Et je me souviens toujours de ce moment incroyable lorsque mon amie d’alors m’a mis Politiques de la nature entre les mains en me disant : « Lis ça, tu vas adorer » ! Elle n’avait pas tort, ce fut une véritable illumination ! Dans ce livre, Bruno propose avec une audace inouïe de nous débarrasser de la nature et de la société, et nous suggère de constituer un collectif au travers des liens entre les humains et les non-humains. Pour moi, c’était complètement révolutionnaire sur les plans intellectuel et politique. Je crois que cela se passait en 2006, et j’ai su tout de suite que cet auteur était en train de penser à la fois un nouveau projet politique et scientifique.
J’ai continué mes études de science politique tout en le lisant de manière intensive. Dans les cours de sociologie, de philosophie, de science politique il n’était jamais mentionné. Mais on parlait de plus en plus de Bruno Latour en France, et de violents articles à l’encontre de ses écrits ont commencé à se multiplier en provenance des intellectuels marxistes, des bourdieusiens rompus à la pensée critique qui l’accusaient d’avoir oublié les classes sociales, la domination, les rapports de pouvoir, les rapports de production, les inégalités, le social, et le taxaient d’être un auteur de droite, réactionnaire, voire fasciste. Il est devenu un véritable paria parmi les intellectuels de gauche et au sein des sciences sociales en France.

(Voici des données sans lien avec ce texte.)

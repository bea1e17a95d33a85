//! Crash notification by email.
//!
//! [`send_crash_email`] is meant to be called from a top-level error handler;
//! [`install_panic_hook`] does the same for panics. Delivery problems are
//! logged and swallowed so reporting a crash can never cause a second one.

use std::fmt;
use std::panic;
use std::sync::Arc;

use chrono::{DateTime, Local};
use tracing::{error, info};

use crate::config::SmtpConfig;
use crate::error::Result;
use crate::mail::{parse_recipients, MailMessage, Mailer, SmtpMailer, DEFAULT_SMTP_PORT};

/// Timestamp layout used in crash subjects and bodies.
pub const CRASH_TIMESTAMP_FORMAT: &str = "%Y-%m-%d %H-%M-%S";

/// A crash of a named application.
#[derive(Debug, Clone, PartialEq, Eq)]
pub struct CrashReport {
    /// Application that crashed.
    pub app_name: String,
    /// Error message or stack trace.
    pub error_message: String,
    /// When the crash was reported.
    pub timestamp: DateTime<Local>,
}

impl CrashReport {
    /// Create a report stamped with the current local time.
    #[must_use]
    pub fn new(app_name: impl Into<String>, error_message: impl Into<String>) -> Self {
        Self {
            app_name: app_name.into(),
            error_message: error_message.into(),
            timestamp: Local::now(),
        }
    }

    fn stamp(&self) -> String {
        self.timestamp.format(CRASH_TIMESTAMP_FORMAT).to_string()
    }

    /// `<app> crashed on <timestamp>`
    #[must_use]
    pub fn subject(&self) -> String {
        format!("{} crashed on {}", self.app_name, self.stamp())
    }

    /// `<app> crashed with error:\n\n<message> on <timestamp>`
    #[must_use]
    pub fn body(&self) -> String {
        format!(
            "{} crashed with error:\n\n{} on {}",
            self.app_name,
            self.error_message,
            self.stamp()
        )
    }

    /// The email sent for this report.
    #[must_use]
    pub fn to_mail(&self, sender: &str, receivers: &[String]) -> MailMessage {
        MailMessage {
            from: sender.to_string(),
            to: receivers.to_vec(),
            subject: self.subject(),
            body: self.body(),
        }
    }
}

/// Send `report` from `sender` to `receivers` through `mailer`.
///
/// Returns whether the email was sent. Failures are logged as
/// `Failed to send email: ...` and never propagated.
pub fn send_crash_email(
    report: &CrashReport,
    sender: &str,
    receivers: &[String],
    mailer: &dyn Mailer,
) -> bool {
    match mailer.send(&report.to_mail(sender, receivers)) {
        Ok(()) => {
            info!("Crash report for {} sent to {}", report.app_name, receivers.join(", "));
            true
        }
        Err(e) => {
            error!("Failed to send email: {e}");
            false
        }
    }
}

/// Sends crash reports for one application.
#[derive(Debug, Clone)]
pub struct CrashReporter {
    app_name: String,
    sender: String,
    receivers: Vec<String>,
    mailer: Arc<dyn Mailer>,
}

impl CrashReporter {
    /// Create a reporter using an explicit mailer.
    #[must_use]
    pub fn new(
        app_name: impl Into<String>,
        sender: impl Into<String>,
        receivers: Vec<String>,
        mailer: Arc<dyn Mailer>,
    ) -> Self {
        Self {
            app_name: app_name.into(),
            sender: sender.into(),
            receivers,
            mailer,
        }
    }

    /// Create a reporter that logs in to the SMTP relay as `smtp.user`.
    ///
    /// An empty host falls back to `smtp.gmail.com`, a zero port to 587.
    ///
    /// # Errors
    ///
    /// Returns an error if the recipients are invalid or the SMTP transport
    /// cannot be built.
    pub fn from_smtp(app_name: &str, smtp: &SmtpConfig, recipients: &str) -> Result<Self> {
        let port = if smtp.port == 0 {
            DEFAULT_SMTP_PORT
        } else {
            smtp.port
        };
        let mailer = SmtpMailer::new(smtp.host_or_default(), port, &smtp.user, &smtp.password)?;
        Ok(Self::new(
            app_name,
            smtp.user.clone(),
            parse_recipients(recipients)?,
            Arc::new(mailer),
        ))
    }

    /// Application name used in reports.
    #[must_use]
    pub fn app_name(&self) -> &str {
        &self.app_name
    }

    /// Report `error_message` now. Returns whether the email was sent.
    pub fn report(&self, error_message: impl fmt::Display) -> bool {
        let report = CrashReport::new(&self.app_name, error_message.to_string());
        send_crash_email(&report, &self.sender, &self.receivers, self.mailer.as_ref())
    }
}

/// Report panics by email, then run the previously installed hook.
pub fn install_panic_hook(reporter: CrashReporter) {
    let previous = panic::take_hook();
    panic::set_hook(Box::new(move |info| {
        let location = info
            .location()
            .map(|l| format!(" at {}:{}", l.file(), l.line()))
            .unwrap_or_default();
        reporter.report(format!("{}{location}", panic_message(info.payload())));
        previous(info);
    }));
}

fn panic_message(payload: &(dyn std::any::Any + Send)) -> String {
    if let Some(s) = payload.downcast_ref::<&str>() {
        (*s).to_string()
    } else if let Some(s) = payload.downcast_ref::<String>() {
        s.clone()
    } else {
        "panic with non-string payload".to_string()
    }
}

#[cfg(test)]
mod tests {
    use chrono::TimeZone;

    use super::*;
    use crate::mail::testing::RecordingMailer;

    fn report() -> CrashReport {
        CrashReport {
            app_name: "CQcalc".to_string(),
            error_message: "IndexError: list index out of range".to_string(),
            timestamp: Local.with_ymd_and_hms(2025, 1, 31, 9, 5, 7).unwrap(),
        }
    }

    #[test]
    fn test_subject_and_body_layout() {
        let report = report();
        assert_eq!(report.subject(), "CQcalc crashed on 2025-01-31 09-05-07");
        assert_eq!(
            report.body(),
            "CQcalc crashed with error:\n\nIndexError: list index out of range on 2025-01-31 09-05-07"
        );
    }

    #[test]
    fn test_to_mail_header() {
        let mail = report().to_mail(
            "bot@example.com",
            &["a@example.com".to_string(), "b@example.com".to_string()],
        );
        assert_eq!(mail.to_header(), "a@example.com, b@example.com");
        assert_eq!(mail.from, "bot@example.com");
    }

    #[test]
    fn test_send_crash_email_success() {
        let mailer = RecordingMailer::default();
        let sent = send_crash_email(
            &report(),
            "bot@example.com",
            &["a@example.com".to_string()],
            &mailer,
        );
        assert!(sent);
        let messages = mailer.sent();
        assert_eq!(messages.len(), 1);
        assert_eq!(messages[0].subject, "CQcalc crashed on 2025-01-31 09-05-07");
    }

    #[test]
    fn test_send_crash_email_failure_is_swallowed() {
        let mailer = RecordingMailer::failing();
        assert!(!send_crash_email(
            &report(),
            "bot@example.com",
            &["a@example.com".to_string()],
            &mailer,
        ));
    }

    #[test]
    fn test_reporter_report() {
        let mailer = RecordingMailer::default();
        let reporter = CrashReporter::new(
            "CQcase",
            "bot@example.com",
            vec!["a@example.com".to_string()],
            Arc::new(mailer.clone()),
        );
        assert!(reporter.report("segfault in viewer"));
        let messages = mailer.sent();
        assert!(messages[0].body.starts_with("CQcase crashed with error:\n\nsegfault in viewer on "));
        assert_eq!(reporter.app_name(), "CQcase");
    }

    #[test]
    fn test_reporter_from_smtp_defaults_host() {
        let smtp = SmtpConfig {
            user: "bot@example.com".to_string(),
            password: "app-password".to_string(),
            ..SmtpConfig::default()
        };
        let reporter = CrashReporter::from_smtp("CQall", &smtp, "a@example.com, b@example.com")
            .unwrap();
        assert_eq!(reporter.receivers.len(), 2);
        assert!(format!("{:?}", reporter.mailer).contains("smtp.gmail.com"));
    }

    #[test]
    fn test_reporter_from_smtp_rejects_bad_recipients() {
        let smtp = SmtpConfig::default();
        assert!(CrashReporter::from_smtp("CQall", &smtp, "not-an-address").is_err());
    }

    #[test]
    fn test_panic_hook_sends_report() {
        let mailer = RecordingMailer::default();
        let reporter = CrashReporter::new(
            "CQcase",
            "bot@example.com",
            vec!["a@example.com".to_string()],
            Arc::new(mailer.clone()),
        );

        let saved = panic::take_hook();
        install_panic_hook(reporter);
        let result = panic::catch_unwind(|| panic!("reference genome missing"));
        drop(panic::take_hook());
        panic::set_hook(saved);

        assert!(result.is_err());
        let sent: Vec<MailMessage> = mailer
            .sent()
            .into_iter()
            .filter(|m| m.body.contains("reference genome missing"))
            .collect();
        assert_eq!(sent.len(), 1);
        assert!(sent[0].subject.starts_with("CQcase crashed on "));
        assert!(sent[0]
            .body
            .starts_with("CQcase crashed with error:\n\nreference genome missing at "));
        assert!(sent[0].body.contains("crash_report.rs:"));
        assert_eq!(sent[0].to, vec!["a@example.com".to_string()]);
    }

    #[test]
    fn test_panic_message_payloads() {
        let static_payload: Box<dyn std::any::Any + Send> = Box::new("static");
        assert_eq!(panic_message(static_payload.as_ref()), "static");
        let owned_payload: Box<dyn std::any::Any + Send> = Box::new(String::from("owned"));
        assert_eq!(panic_message(owned_payload.as_ref()), "owned");
        let other: Box<dyn std::any::Any + Send> = Box::new(7_u8);
        assert_eq!(panic_message(other.as_ref()), "panic with non-string payload");
    }
}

Mais Bruno ne lâche pas le morceau, il encaisse les coups, et il continue à avancer dans son projet. De mon côté, je suis les débats de près avec un très grand intérêt, car ces débats au fond, pour moi, n’ont jamais été scientifiques mais purement politiques. En même temps, je fais mes mémoires de master en mobilisant ses textes, ce qui me permet de bien les assimiler et de les digérer.
Quelques années plus tard, je débute un travail doctoral et mon projet consiste à décrire les liens sensibles entre les paysans et leurs plantes en France. Je n’aurais jamais pu soutenir cette thèse sans ses écrits, je lui ai tout pris : la thèse que nous n’avons jamais été modernes, le principe de symétrie, les modes d’existence, etc. À la fin de mon travail de recherche, j’avais une thèse massive à défendre, celle de la rupture avec le paradigme de la production issu de la discipline économique. Paradigme qui consiste à dire que nous sommes obligés de produire pour vivre, et que sans la production, la vie pour les humains sur cette Terre serait impossible. Au contraire, dans ma thèse, je montre que nous pouvons vivre sans production et que concrètement nous les occidentaux n’avons jamais produit quoi que ce soit. Tout au long de ma rédaction, je me doutais que Bruno verrait l’intérêt de cette rupture paradigmatique. Autrement dit, la thèse concernant la production lui était destinée.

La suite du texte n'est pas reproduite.